## Task statement
Each of the lines below must be retyped character for character.

## Dataset records
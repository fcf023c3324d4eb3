use std::path::PathBuf;

use crate::errors::DazibaoError;

#[derive(Debug, thiserror::Error)]
pub enum RenderError {
    #[error("Failed to read template '{path}': {source}")]
    TemplateRead {
        path: PathBuf,
        #[source]
        source: std::io::Error,
    },

    #[error("Failed to serialize snapshot: {source}")]
    SerializeFailed {
        #[source]
        source: serde_json::Error,
    },
}

impl DazibaoError for RenderError {
    fn error_code(&self) -> &'static str {
        match self {
            RenderError::TemplateRead { .. } => "RENDER_TEMPLATE_READ",
            RenderError::SerializeFailed { .. } => "RENDER_SERIALIZE_FAILED",
        }
    }
}
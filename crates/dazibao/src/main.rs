use dazibao_core::init_logging;

mod app;
mod assets;
mod commands;
mod lock;
mod server;

#[tokio::main]
async fn main() -> Result<(), Box<dyn std::error::Error>> {
    let app = app::build_cli();
    let matches = app.get_matches();

    // Extract quiet flag before initializing logging
    let quiet = matches.get_flag("quiet");
    init_logging(quiet);

    commands::run_command(&matches).await?;

    Ok(())
}
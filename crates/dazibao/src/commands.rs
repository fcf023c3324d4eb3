use std::path::{Path, PathBuf};
use std::time::Duration;

use clap::ArgMatches;
use tokio::time::MissedTickBehavior;
use tokio_util::sync::CancellationToken;
use tracing::{error, info, warn};

use dazibao_core::config::{self, Config};
use dazibao_core::render::PageRenderer;
use dazibao_core::scheduler::{self, DEFAULT_SHUTDOWN_GRACE};
use dazibao_core::{APP_VERSION, ConfigStore, DashboardConfig, Supervisor, events};

use crate::assets;
use crate::lock::InstanceLock;
use crate::server::{self, AppState};

pub async fn run_command(matches: &ArgMatches) -> Result<(), Box<dyn std::error::Error>> {
    events::log_app_startup();

    let config = Config::from_env()?;
    if let Err(e) = assets::ensure_assets(&config) {
        events::log_app_error(&e);
        return Err(e.into());
    }

    let output = matches.get_one::<PathBuf>("output").cloned();

    let result = if matches.get_flag("dry-run") {
        handle_dry_run(&config, output.as_deref()).await
    } else if let Some(&seconds) = matches.get_one::<u64>("interval") {
        let target = output.unwrap_or_else(|| config.index_file());
        handle_interval(&config, Duration::from_secs(seconds), &target).await
    } else {
        handle_serve(&config).await
    };

    events::log_app_shutdown();
    result
}

/// Load the tree from disk and stamp it with the running version.
fn load_dashboard(config: &Config) -> Result<DashboardConfig, Box<dyn std::error::Error>> {
    let path = config.config_file();
    match config::load_or_create(&path) {
        Ok(mut tree) => {
            tree.version = APP_VERSION.to_string();
            Ok(tree)
        }
        Err(e) => {
            eprintln!("Could not load {}: {}", path.display(), e);
            error!(
                event = "cli.config.load_failed",
                path = %path.display(),
                error = %e
            );
            Err(e.into())
        }
    }
}

/// One full pass: fresh tree, every block ticked once, persisted, rendered.
async fn generate_page(config: &Config) -> Result<String, Box<dyn std::error::Error>> {
    let tree = load_dashboard(config)?;
    let store = ConfigStore::in_memory(tree);

    let outcomes = scheduler::run_all_once(&store).await;
    let failures: usize = outcomes.iter().map(|o| o.failures).sum();

    let snapshot = store.snapshot();
    config::save_config_file(&snapshot, &config.config_file())?;

    info!(
        event = "cli.generate.completed",
        block_count = snapshot.blocks.len(),
        failures = failures
    );

    let html = PageRenderer::from_config(config).render(&snapshot)?;
    Ok(html)
}

fn write_page(path: &Path, html: &str) -> Result<(), std::io::Error> {
    if let Some(parent) = path.parent().filter(|p| !p.as_os_str().is_empty()) {
        std::fs::create_dir_all(parent)?;
    }
    std::fs::write(path, html)?;
    info!(event = "cli.generate.written", path = %path.display());
    Ok(())
}

async fn handle_dry_run(
    config: &Config,
    output: Option<&Path>,
) -> Result<(), Box<dyn std::error::Error>> {
    info!(event = "cli.dry_run_started");

    let html = generate_page(config).await?;
    match output {
        Some(path) => {
            write_page(path, &html)?;
            eprintln!("Page written to {}", path.display());
        }
        None => println!("{}", html),
    }

    info!(event = "cli.dry_run_completed");
    Ok(())
}

async fn handle_interval(
    config: &Config,
    period: Duration,
    target: &Path,
) -> Result<(), Box<dyn std::error::Error>> {
    info!(
        event = "cli.interval_started",
        period_secs = period.as_secs(),
        path = %target.display()
    );

    let shutdown = CancellationToken::new();
    spawn_signal_listener(shutdown.clone());

    let mut ticker = tokio::time::interval(period);
    ticker.set_missed_tick_behavior(MissedTickBehavior::Delay);

    loop {
        tokio::select! {
            biased;
            _ = shutdown.cancelled() => break,
            _ = ticker.tick() => {}
        }

        // A failed cycle is logged and retried on the next tick.
        let cycle = async {
            let html = generate_page(config).await?;
            write_page(target, &html)?;
            Ok::<(), Box<dyn std::error::Error>>(())
        };
        tokio::select! {
            biased;
            _ = shutdown.cancelled() => break,
            result = cycle => {
                if let Err(e) = result {
                    error!(event = "cli.interval.cycle_failed", error = %e);
                }
            }
        }
    }

    info!(event = "cli.interval_stopped");
    Ok(())
}

async fn handle_serve(config: &Config) -> Result<(), Box<dyn std::error::Error>> {
    let lock = match InstanceLock::acquire(&config.lock_file()) {
        Ok(lock) => lock,
        Err(e) => {
            eprintln!("{}", e);
            events::log_app_error(&e);
            return Err(e.into());
        }
    };

    let tree = load_dashboard(config)?;
    let port = tree.port;
    let store = ConfigStore::with_persistence(tree, config.config_file());
    // Persist the version stamp even before the first tick lands.
    store.mutate(|_| ());

    let listener = match tokio::net::TcpListener::bind(("0.0.0.0", port)).await {
        Ok(listener) => listener,
        Err(e) => {
            eprintln!("Could not listen on port {}: {}", port, e);
            error!(event = "cli.server.bind_failed", port = port, error = %e);
            return Err(e.into());
        }
    };

    let shutdown = CancellationToken::new();
    spawn_signal_listener(shutdown.clone());

    let supervisor = Supervisor::start_with_token(&store, shutdown.child_token());

    info!(
        event = "cli.server.started",
        port = port,
        block_count = supervisor.len(),
        lock = %lock.path().display()
    );
    eprintln!("Dazibao listening on http://0.0.0.0:{}", port);

    let state = AppState {
        store,
        renderer: PageRenderer::from_config(config),
    };
    let server_shutdown = shutdown.clone();
    let served = axum::serve(listener, server::router(state))
        .with_graceful_shutdown(async move { server_shutdown.cancelled().await })
        .await;

    // The server can also stop on its own error; schedulers follow it down.
    shutdown.cancel();
    supervisor.shutdown(DEFAULT_SHUTDOWN_GRACE).await;

    if let Err(e) = served {
        error!(event = "cli.server.failed", error = %e);
        return Err(e.into());
    }

    info!(event = "cli.server.stopped");
    drop(lock);
    Ok(())
}

fn spawn_signal_listener(token: CancellationToken) {
    tokio::spawn(async move {
        shutdown_signal().await;
        info!(event = "cli.signal_received");
        token.cancel();
    });
}

/// Resolves on SIGINT or SIGTERM.
async fn shutdown_signal() {
    let ctrl_c = async {
        if let Err(e) = tokio::signal::ctrl_c().await {
            warn!(event = "cli.signal.ctrl_c_failed", error = %e);
            std::future::pending::<()>().await;
        }
    };

    let terminate = async {
        match tokio::signal::unix::signal(tokio::signal::unix::SignalKind::terminate()) {
            Ok(mut sigterm) => {
                sigterm.recv().await;
            }
            Err(e) => {
                warn!(event = "cli.signal.sigterm_failed", error = %e);
                std::future::pending::<()>().await;
            }
        }
    };

    tokio::select! {
        _ = ctrl_c => {},
        _ = terminate => {},
    }
}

## Exercise output
repository fcf023c3324d4eb3
use std::path::PathBuf;

use crate::errors::DazibaoError;

#[derive(Debug, thiserror::Error)]
pub enum RenderError {
    #[error("Failed to read template '{path}': {source}")]
    TemplateRead {
        path: PathBuf,
        #[source]
        source: std::io::Error,
    },

    #[error("Failed to serialize snapshot: {source}")]
    SerializeFailed {
        #[source]
        source: serde_json::Error,
    },
}

impl DazibaoError for RenderError {
    fn error_code(&self) -> &'static str {
        match self {
            RenderError::TemplateRead { .. } => "RENDER_TEMPLATE_READ",
            RenderError::SerializeFailed { .. } => "RENDER_SERIALIZE_FAILED",
        }
    }
}
filename crates/dazibao/src/main.rs
use dazibao_core::init_logging;

mod app;
mod assets;
mod commands;
mod lock;
mod server;

#[tokio::main]
async fn main() -> Result<(), Box<dyn std::error::Error>> {
    let app = app::build_cli();
    let matches = app.get_matches();

    // Extract quiet flag before initializing logging
    let quiet = matches.get_flag("quiet");
    init_logging(quiet);

    commands::run_command(&matches).await?;

    Ok(())
}
filename crates/dazibao/src/commands.rs
repository fcf023c3324d4eb3
use std::path::{Path, PathBuf};
use std::time::Duration;

use clap::ArgMatches;
use tokio::time::MissedTickBehavior;
use tokio_util::sync::CancellationToken;
use tracing::{error, info, warn};

use dazibao_core::config::{self, Config};
use dazibao_core::render::PageRenderer;
use dazibao_core::scheduler::{self, DEFAULT_SHUTDOWN_GRACE};
use dazibao_core::{APP_VERSION, ConfigStore, DashboardConfig, Supervisor, events};

use crate::assets;
use crate::lock::InstanceLock;
use crate::server::{self, AppState};

pub async fn run_command(matches: &ArgMatches) -> Result<(), Box<dyn std::error::Error>> {
    events::log_app_startup();

    let config = Config::from_env()?;
    if let Err(e) = assets::ensure_assets(&config) {
        events::log_app_error(&e);
        return Err(e.into());
    }

    let output = matches.get_one::<PathBuf>("output").cloned();

    let result = if matches.get_flag("dry-run") {
        handle_dry_run(&config, output.as_deref()).await
    } else if let Some(&seconds) = matches.get_one::<u64>("interval") {
        let target = output.unwrap_or_else(|| config.index_file());
        handle_interval(&config, Duration::from_secs(seconds), &target).await
    } else {
        handle_serve(&config).await
    };

    events::log_app_shutdown();
    result
}

/// Load the tree from disk and stamp it with the running version.
fn load_dashboard(config: &Config) -> Result<DashboardConfig, Box<dyn std::error::Error>> {
    let path = config.config_file();
    match config::load_or_create(&path) {
        Ok(mut tree) => {
            tree.version = APP_VERSION.to_string();
            Ok(tree)
        }
        Err(e) => {
            eprintln!("Could not load {}: {}", path.display(), e);
            error!(
                event = "cli.config.load_failed",
                path = %path.display(),
                error = %e
            );
            Err(e.into())
        }
    }
}

/// One full pass: fresh tree, every block ticked once, persisted, rendered.
async fn generate_page(config: &Config) -> Result<String, Box<dyn std::error::Error>> {
    let tree = load_dashboard(config)?;
    let store = ConfigStore::in_memory(tree);

    let outcomes = scheduler::run_all_once(&store).await;
    let failures: usize = outcomes.iter().map(|o| o.failures).sum();

    let snapshot = store.snapshot();
    config::save_config_file(&snapshot, &config.config_file())?;

    info!(
        event = "cli.generate.completed",
        block_count = snapshot.blocks.len(),
        failures = failures
    );

    let html = PageRenderer::from_config(config).render(&snapshot)?;
    Ok(html)
}

fn write_page(path: &Path, html: &str) -> Result<(), std::io::Error> {
    if let Some(parent) = path.parent().filter(|p| !p.as_os_str().is_empty()) {
        std::fs::create_dir_all(parent)?;
    }
    std::fs::write(path, html)?;
    info!(event = "cli.generate.written", path = %path.display());
    Ok(())
}

async fn handle_dry_run(
    config: &Config,
    output: Option<&Path>,
) -> Result<(), Box<dyn std::error::Error>> {
    info!(event = "cli.dry_run_started");

    let html = generate_page(config).await?;
    match output {
        Some(path) => {
            write_page(path, &html)?;
            eprintln!("Page written to {}", path.display());
        }
        None => println!("{}", html),
    }

    info!(event = "cli.dry_run_completed");
    Ok(())
}

async fn handle_interval(
    config: &Config,
    period: Duration,
    target: &Path,
) -> Result<(), Box<dyn std::error::Error>> {
    info!(
        event = "cli.interval_started",
        period_secs = period.as_secs(),
        path = %target.display()
    );

    let shutdown = CancellationToken::new();
    spawn_signal_listener(shutdown.clone());

    let mut ticker = tokio::time::interval(period);
    ticker.set_missed_tick_behavior(MissedTickBehavior::Delay);

    loop {
        tokio::select! {
            biased;
            _ = shutdown.cancelled() => break,
            _ = ticker.tick() => {}
        }

        // A failed cycle is logged and retried on the next tick.
        let cycle = async {
            let html = generate_page(config).await?;
            write_page(target, &html)?;
            Ok::<(), Box<dyn std::error::Error>>(())
        };
        tokio::select! {
            biased;
            _ = shutdown.cancelled() => break,
            result = cycle => {
                if let Err(e) = result {
                    error!(event = "cli.interval.cycle_failed", error = %e);
                }
            }
        }
    }

    info!(event = "cli.interval_stopped");
    Ok(())
}

async fn handle_serve(config: &Config) -> Result<(), Box<dyn std::error::Error>> {
    let lock = match InstanceLock::acquire(&config.lock_file()) {
        Ok(lock) => lock,
        Err(e) => {
            eprintln!("{}", e);
            events::log_app_error(&e);
            return Err(e.into());
        }
    };

    let tree = load_dashboard(config)?;
    let port = tree.port;
    let store = ConfigStore::with_persistence(tree, config.config_file());
    // Persist the version stamp even before the first tick lands.
    store.mutate(|_| ());

    let listener = match tokio::net::TcpListener::bind(("0.0.0.0", port)).await {
        Ok(listener) => listener,
        Err(e) => {
            eprintln!("Could not listen on port {}: {}", port, e);
            error!(event = "cli.server.bind_failed", port = port, error = %e);
            return Err(e.into());
        }
    };

    let shutdown = CancellationToken::new();
    spawn_signal_listener(shutdown.clone());

    let supervisor = Supervisor::start_with_token(&store, shutdown.child_token());

    info!(
        event = "cli.server.started",
        port = port,
        block_count = supervisor.len(),
        lock = %lock.path().display()
    );
    eprintln!("Dazibao listening on http://0.0.0.0:{}", port);

    let state = AppState {
        store,
        renderer: PageRenderer::from_config(config),
    };
    let server_shutdown = shutdown.clone();
    let served = axum::serve(listener, server::router(state))
        .with_graceful_shutdown(async move { server_shutdown.cancelled().await })
        .await;

    // The server can also stop on its own error; schedulers follow it down.
    shutdown.cancel();
    supervisor.shutdown(DEFAULT_SHUTDOWN_GRACE).await;

    if let Err(e) = served {
        error!(event = "cli.server.failed", error = %e);
        return Err(e.into());
    }

    info!(event = "cli.server.stopped");
    drop(lock);
    Ok(())
}

fn spawn_signal_listener(token: CancellationToken) {
    tokio::spawn(async move {
        shutdown_signal().await;
        info!(event = "cli.signal_received");
        token.cancel();
    });
}

/// Resolves on SIGINT or SIGTERM.
async fn shutdown_signal() {
    let ctrl_c = async {
        if let Err(e) = tokio::signal::ctrl_c().await {
            warn!(event = "cli.signal.ctrl_c_failed", error = %e);
            std::future::pending::<()>().await;
        }
    };

    let terminate = async {
        match tokio::signal::unix::signal(tokio::signal::unix::SignalKind::terminate()) {
            Ok(mut sigterm) => {
                sigterm.recv().await;
            }
            Err(e) => {
                warn!(event = "cli.signal.sigterm_failed", error = %e);
                std::future::pending::<()>().await;
            }
        }
    };

    tokio::select! {
        _ = ctrl_c => {},
        _ = terminate => {},
    }
}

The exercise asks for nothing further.